The memory 301 may be, but is not limited to, a ROM or other type of static storage device that can store static information and instructions, a RAM or other type of dynamic storage device that can store information and instructions, an electrically erasable Programmable read-only memory (EEPROM), a compact-disc-only memory (CD-ROM) or other optical disk storage, optical disk storage (including compact disk, laser disk, optical disk, digital versatile disk, blu-ray disk, etc.), a magnetic disk storage medium or other magnetic storage device, or any other medium that can be used to carry or store desired program code in the form of instructions or data structures and that can be accessed by a computer. The memory may be self-contained and coupled to the processor through a bus architecture 304. The memory may also be integral to the processor.

The memory 301 is used for storing computer-executable instructions for executing the present application, and is controlled by the processor 302 to execute. The processor 302 is configured to execute the computer-executable instructions stored in the memory 301, so as to implement the intelligent analysis method for parameters of the multifunctional integrated tester for a rod-pumped well provided by the above-mentioned embodiments of the present application.

Optionally, the computer-executable instructions in the embodiments of the present application may also be referred to as application program codes, which are not specifically limited in the embodiments of the present application.

Those of ordinary skill in the art will understand that: the various numbers of the first, second, etc. mentioned in this application are only used for the convenience of description and are not used to limit the scope of the embodiments of this application, nor to indicate the order of precedence. "and/or" describes the association relationship of the associated objects, meaning that there may be three relationships, e.g., a and/or B, which may mean: a exists alone, A and B exist simultaneously, and B exists alone.
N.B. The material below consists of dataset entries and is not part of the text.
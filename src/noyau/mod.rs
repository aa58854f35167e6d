//! Noyau exact (décimal + rationnel)
//!
//! Organisation interne :
//! - decimal.rs     : décimal exact (mantisse BigInt + échelle), politiques d’arrondi
//! - rational.rs    : rationnels périodiques (lecture / écriture "1.(3)"), simplification bornée
//! - format.rs      : chaînes numériques / montants + arrondi des montants
//! - cache.rs       : cache de conversions par noeud
//! - number.rs      : valeur (feuille), singletons Zero / One
//! - operand.rs     : union fermée des noeuds + capacités communes
//! - calculation.rs : noeud de calcul paresseux
//! - jetons.rs      : découpage en jetons
//! - reduce.rs      : réduction gauche -> droite (sans priorité)
//! - scan.rs        : TokenScan (analyse à la demande, opérations différées)
//! - json.rs        : forme JSON
//! - eval.rs        : entrée tolérante + pipeline complet
//! - error.rs       : erreurs typées

mod cache;

pub mod calculation;
pub mod decimal;
pub mod error;
pub mod eval;
pub mod format;
pub mod jetons;
pub mod json;
pub mod number;
pub mod operand;
pub mod rational;
pub mod reduce;
pub mod scan;

#[cfg(test)]
mod tests_calculs;

#[cfg(test)]
mod tests_fuzz_safe;

// API publique minimale
pub use calculation::Calculation;
pub use decimal::{Decimal, RoundingMode};
pub use error::{CalcError, NotValid, ParseError, ScanError};
pub use eval::{create_if_valid, eval_expression, DemarcheNoyau};
pub use format::RoundingConfig;
pub use json::{from_json, from_json_str, CalcJson};
pub use number::{ExactValue, Input, Number, NumberKind, NumberValue};
pub use operand::{MathValue, Operand, OperandKind, Operation};
pub use scan::TokenScan;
The character "/" generally indicates that the former and latter associated objects are in an "or" relationship. "at least one" means one or more. At least two means two or more. "at least one," "any," or similar expressions refer to any combination of these items, including any combination of singular or plural items. For example, at least one (one ) of a, b, or c, may represent: a, b, c, a-b, a-c, b-c, or a-b-c, wherein a, b, c may be single or multiple.
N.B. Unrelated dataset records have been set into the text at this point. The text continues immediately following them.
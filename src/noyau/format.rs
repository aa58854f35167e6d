// src/noyau/format.rs
//
// Chaînes numériques + arrondi "montant".
//
// - amount_string  : entier, ou au plus 6 chiffres après la virgule (forme d’affichage)
// - numeric_string : littéral décimal signé, sans limite de chiffres
// - round_off      : décimal / rationnel -> amount_string, avec une politique
//                    d’arrondi EXPLICITE (pas d’état global)

use num_bigint::BigInt;
use once_cell::sync::Lazy;
use regex::Regex;

use super::decimal::{pow10, Decimal, RoundingMode};
use super::error::{CalcError, Result};
use super::number::ExactValue;

/// Chiffres après la virgule pour écrire un rationnel en décimal.
pub const RATIONAL_DECIMAL_PLACES: u32 = 20;

static RE_AMOUNT: Lazy<Regex> =
    Lazy::new(|| Regex::new(r"^(?:\d+(?:\.\d{1,6})?|\d*\.\d{1,6})$").unwrap());

static RE_NUMERIC: Lazy<Regex> =
    Lazy::new(|| Regex::new(r"^-?(?:\d*\.\d+|\d+(?:\.\d+)?)$").unwrap());

/// Politique d’arrondi des montants.
#[derive(Clone, Copy, Debug, PartialEq, Eq)]
pub struct RoundingConfig {
    /// Précision de travail pour les décimaux (avant la règle du 7e chiffre).
    pub working_places: u32,
    /// Chiffres conservés après la virgule dans un montant.
    pub amount_places: u32,
    pub mode: RoundingMode,
}

impl Default for RoundingConfig {
    fn default() -> Self {
        RoundingConfig {
            working_places: 7,
            amount_places: 6,
            mode: RoundingMode::HalfCeil,
        }
    }
}

pub fn is_amount_string(maybe: &str) -> bool {
    RE_AMOUNT.is_match(maybe)
}

pub fn is_numeric_string(maybe: &str) -> bool {
    is_amount_string(maybe) || RE_NUMERIC.is_match(maybe)
}

/// Constructeur validant : renvoie la chaîne telle quelle si c’est un montant.
pub fn amount_string(maybe: &str) -> Result<&str> {
    if is_amount_string(maybe) {
        Ok(maybe)
    } else {
        Err(CalcError::NotAnAmountString {
            input: maybe.to_string(),
        })
    }
}

/// Décimal ou rationnel -> montant.
///
/// Exemples (config par défaut) :
///   20/65        -> "0.307693"
///   22.0000001   -> "22.000001"
///   22.00000001  -> "22"
pub fn round_off(value: &ExactValue, config: &RoundingConfig) -> String {
    let text = match value {
        ExactValue::Decimal(d) => d.round(config.working_places, config.mode).to_string(),
        ExactValue::Rational(r) => {
            Decimal::from_rational(r, RATIONAL_DECIMAL_PLACES, config.mode).to_string()
        }
    };

    cap_fraction(&text, config.amount_places as usize)
}

/// Règle du chiffre suivant : au-delà de `places` chiffres, le chiffre suivant
/// décide. '0' => troncature ; sinon => +1 sur le préfixe (avec retenue vers la
/// partie entière). Zéros finaux retirés dans les deux cas.
fn cap_fraction(text: &str, places: usize) -> String {
    let (neg, body) = match text.strip_prefix('-') {
        Some(rest) => (true, rest),
        None => (false, text),
    };

    let Some((before, after)) = body.split_once('.') else {
        return text.to_string();
    };
    if after.len() <= places {
        return text.to_string();
    }

    let kept = &after[..places];
    let (int_part, frac_part) = if after.as_bytes()[places] == b'0' {
        (before.to_string(), kept.trim_end_matches('0').to_string())
    } else {
        let limit = pow10(places as u32);
        let bumped = digits_value(kept) + 1u32;

        if bumped >= limit {
            // retenue : 0.9999995 -> 1
            ((digits_value(before) + 1u32).to_str_radix(10), String::new())
        } else {
            let mut frac = bumped.to_str_radix(10);
            while frac.len() < places {
                frac.insert(0, '0');
            }
            (before.to_string(), frac.trim_end_matches('0').to_string())
        }
    };

    let is_zero = int_part.bytes().all(|b| b == b'0') && frac_part.is_empty();
    let sign = if neg && !is_zero { "-" } else { "" };

    if frac_part.is_empty() {
        format!("{sign}{int_part}")
    } else {
        format!("{sign}{int_part}.{frac_part}")
    }
}

fn digits_value(digits: &str) -> BigInt {
    if digits.is_empty() {
        return BigInt::from(0);
    }
    BigInt::parse_bytes(digits.as_bytes(), 10).unwrap_or_default()
}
In the above embodiments, the implementation may be wholly or partially realized by software, hardware, firmware, or any combination thereof. When implemented in software, may be implemented in whole or in part in the form of a computer program product. The computer program product includes one or more computer instructions. When loaded and executed on a computer, cause the processes or functions described in accordance with the embodiments of the application to occur, in whole or in part. The computer may be a general purpose computer, a special purpose computer, a network of computers, or other programmable system. The computer instructions may be stored in a computer readable storage medium or transmitted from one computer readable storage medium to another, for example, from one website site, computer, server, or data center to another website site, computer, server, or data center via wired (e.g., coaxial cable, fiber optic, Digital Subscriber Line (DSL)) or wireless (e.g., infrared, wireless, microwave, etc.). The computer-readable storage medium can be any available medium that can be accessed by a computer or a data storage device including one or more available media integrated servers, data centers, and the like. The usable medium may be a magnetic medium (e.g., floppy Disk, hard Disk, magnetic tape), an optical medium (e.g., DVD), or a semiconductor medium (e.g., Solid State Disk (SSD)), among others.

The various illustrative logical units and circuits described in this application may be implemented or operated upon by general purpose processors, digital signal processors, Application Specific Integrated Circuits (ASICs), Field Programmable Gate Arrays (FPGAs) or other programmable logic systems, discrete gate or transistor logic, discrete hardware components, or any combination thereof. A general-purpose processor may be a microprocessor, but in the alternative, the processor may be any conventional processor, controller, microcontroller, or state machine. A processor may also be implemented as a combination of computing systems, e.g., a digital signal processor and a microprocessor, a plurality of microprocessors, one or more microprocessors in conjunction with a digital signal processor core, or any other similar configuration.

The steps of a method or algorithm described in the embodiments herein may be embodied directly in hardware, in a software element executed by a processor, or in a combination of the two. The software cells may be stored in RAM memory, flash memory, ROM memory, EPROM memory, EEPROM memory, registers, hard disk, a removable disk, a CD-ROM, or any other form of storage medium known in the art. For example, a storage medium may be coupled to the processor such the processor can read information from, and write information to, the storage medium. In the alternative, the storage medium may be integral to the processor. The processor and the storage medium may reside in an ASIC, which may be disposed in a terminal. In the alternative, the processor and the storage medium may reside in different components within the terminal. These computer program instructions may also be loaded onto a computer or other programmable data processing apparatus to cause a series of operational steps to be performed on the computer or other programmable apparatus to produce a computer implemented process such that the instructions which execute on the computer or other programmable apparatus provide steps for implementing the functions specified in the flowchart flow or flows and/or block diagram block or blocks.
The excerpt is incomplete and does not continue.